Archives of Disease in Childhood | 2004
Shamez Ladhani; O S Konana; Salim Mwarumba; Mike English
Aims: To describe the clinical features and outcome of bacteraemia due to Staphylococcus aureus in children admitted to a rural Kenyan hospital. Methods: Retrospective case review of all children with a positive blood culture for S aureus admitted to Kilifi District Hospital, Kenya, between January 1996 and December 2001. Results: Ninety seven children (median age 17 months, range 1 day to 12 years; 46 male) with bacteraemia due to S aureus were identified, accounting for 5% of all positive blood cultures; 10 were considered to be nosocomially acquired. A focus that was clinically consistent with staphylococcal infection was identified in 52 cases; of these, 88% had multiple foci. Children with a focus were likely to be older, present later, and have a longer duration of hospital stay. Most children in this group (90%) received intravenous cloxacillin on admission in contrast to none of those without a focus. In the former group, mortality was only 6% compared to 47% among those without a focus; 10/13 neonates without an apparent staphylococcal focus died compared to none of the 11 with a focus. Eight of the 10 neonates in the former group died within 48 hours of admission, before empirical antibiotics could be changed to include cloxacillin. Conclusions: Children most at risk of death associated with bacteraemia due to S aureus are least likely to have clinical features traditionally associated with this infection.

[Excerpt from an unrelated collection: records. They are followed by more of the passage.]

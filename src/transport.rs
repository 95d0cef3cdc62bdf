//! Outbound transport helpers.
//!
//! All user-visible sends go through these wrappers so rate-limit handling
//! lives in one place: a "retry after" signal from the transport triggers
//! exactly one wait-then-retry of the same send, never a loop. Photo
//! downloads are capped; an oversized or failed download degrades to
//! keeping the file reference only.

use anyhow::{Context, Result};
use teloxide::prelude::*;
use teloxide::types::{InputFile, ParseMode, PhotoSize, ReplyMarkup};
use teloxide::RequestError;
use tracing::{debug, warn};

/// Photo payloads above this size are kept as a file reference only.
pub const MAX_DOWNLOAD_SIZE: u32 = 10 * 1024 * 1024;

/// Send an HTML-formatted text message with the single bounded retry.
pub async fn send_html(bot: &Bot, chat_id: ChatId, text: &str) -> Result<Message> {
    match bot
        .send_message(chat_id, text)
        .parse_mode(ParseMode::Html)
        .await
    {
        Err(RequestError::RetryAfter(delay)) => {
            warn!(chat_id = %chat_id, "Rate limited, retrying send once");
            tokio::time::sleep(delay.duration()).await;
            bot.send_message(chat_id, text)
                .parse_mode(ParseMode::Html)
                .await
                .context("Send failed after retry")
        }
        result => result.context("Send failed"),
    }
}

/// Same as [`send_html`] with a reply or inline keyboard attached.
pub async fn send_html_with_markup<M>(
    bot: &Bot,
    chat_id: ChatId,
    text: &str,
    markup: M,
) -> Result<Message>
where
    M: Into<ReplyMarkup> + Clone,
{
    match bot
        .send_message(chat_id, text)
        .parse_mode(ParseMode::Html)
        .reply_markup(markup.clone())
        .await
    {
        Err(RequestError::RetryAfter(delay)) => {
            warn!(chat_id = %chat_id, "Rate limited, retrying send once");
            tokio::time::sleep(delay.duration()).await;
            bot.send_message(chat_id, text)
                .parse_mode(ParseMode::Html)
                .reply_markup(markup)
                .await
                .context("Send failed after retry")
        }
        result => result.context("Send failed"),
    }
}

/// Send a photo with an HTML caption; same bounded retry policy.
pub async fn send_photo_with_caption<M>(
    bot: &Bot,
    chat_id: ChatId,
    photo: InputFile,
    caption: &str,
    markup: M,
) -> Result<Message>
where
    M: Into<ReplyMarkup> + Clone,
{
    match bot
        .send_photo(chat_id, photo.clone())
        .caption(caption)
        .parse_mode(ParseMode::Html)
        .reply_markup(markup.clone())
        .await
    {
        Err(RequestError::RetryAfter(delay)) => {
            warn!(chat_id = %chat_id, "Rate limited, retrying photo send once");
            tokio::time::sleep(delay.duration()).await;
            bot.send_photo(chat_id, photo)
                .caption(caption)
                .parse_mode(ParseMode::Html)
                .reply_markup(markup)
                .await
                .context("Photo send failed after retry")
        }
        result => result.context("Photo send failed"),
    }
}

/// Send an in-memory document (export payloads).
pub async fn send_document(
    bot: &Bot,
    chat_id: ChatId,
    bytes: Vec<u8>,
    file_name: &str,
) -> Result<Message> {
    let file = InputFile::memory(bytes).file_name(file_name.to_string());
    match bot.send_document(chat_id, file.clone()).await {
        Err(RequestError::RetryAfter(delay)) => {
            warn!(chat_id = %chat_id, "Rate limited, retrying document send once");
            tokio::time::sleep(delay.duration()).await;
            bot.send_document(chat_id, file)
                .await
                .context("Document send failed after retry")
        }
        result => result.context("Document send failed"),
    }
}

/// Download a photo's bytes when it is within the size cap.
///
/// Returns `None` above the cap or on any download failure; the flow
/// keeps the file reference and carries on either way.
pub async fn download_photo_if_small(bot: &Bot, photo: &PhotoSize) -> Option<Vec<u8>> {
    if photo.file.size > MAX_DOWNLOAD_SIZE {
        debug!(
            file_size = photo.file.size,
            "Photo above download cap, keeping file reference only"
        );
        return None;
    }

    match fetch_file(bot, photo).await {
        Ok(bytes) => Some(bytes),
        Err(e) => {
            warn!(error = %e, "Photo download failed, keeping file reference only");
            None
        }
    }
}

async fn fetch_file(bot: &Bot, photo: &PhotoSize) -> Result<Vec<u8>> {
    let file = bot
        .get_file(photo.file.id.clone())
        .await
        .context("get_file failed")?;
    let url = format!(
        "https://api.telegram.org/file/bot{}/{}",
        bot.token(),
        file.path
    );
    let response = reqwest::get(&url).await.context("File download failed")?;
    let bytes = response.bytes().await.context("File read failed")?;
    Ok(bytes.to_vec())
}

Pediatric Infectious Disease Journal | 2010
Alison Talbert; Michael K Mwaniki; Salim Mwarumba; Charles R. Newton; James A. Berkley
Background: Bacterial sepsis is thought to be a major cause of young infant deaths in low-income countries, but there are few precise estimates of its burden or causes. We studied invasive bacterial infections (IBIs) in young infants, born at home or in first-level health units (“outborn”) who were admitted to a Kenyan rural district hospital during an 8-year period. Methods: Clinical and microbiologic data, from admission blood cultures and cerebrospinal fluid cultures on all outborn infants aged less than 60 days admitted from 2001 to 2009, were examined to determine etiology of IBI and antimicrobial susceptibilities. Results: Of the 4467 outborn young infants admitted, 748 (17%) died. Five hundred five (11%) had IBI (10% bacteremia and 3% bacterial meningitis), with a case fatality of 33%. The commonest organisms were Klebsiella spp., Staphylococcus aureus, Streptococcus pneumoniae, Group B Streptococcus, Acinetobacter spp., Escherichia coli, and Group A Streptococcus. Notably, some blood culture isolates were seen in outborn neonates in the first week of life but not in inborns: Salmonella, Aeromonas, and Vibrio spp. Eighty-one percent of isolates were susceptible to penicillin and/or gentamicin and 84% to ampicillin and/or gentamicin. There was a trend to increasing in vitro antimicrobial resistance to these combinations from 2008 but without a worse outcome. Conclusions: IBI is common in outborn young infants admitted to rural African hospitals with a high mortality. Presumptive antimicrobial use is justified for all young infants admitted to the hospital.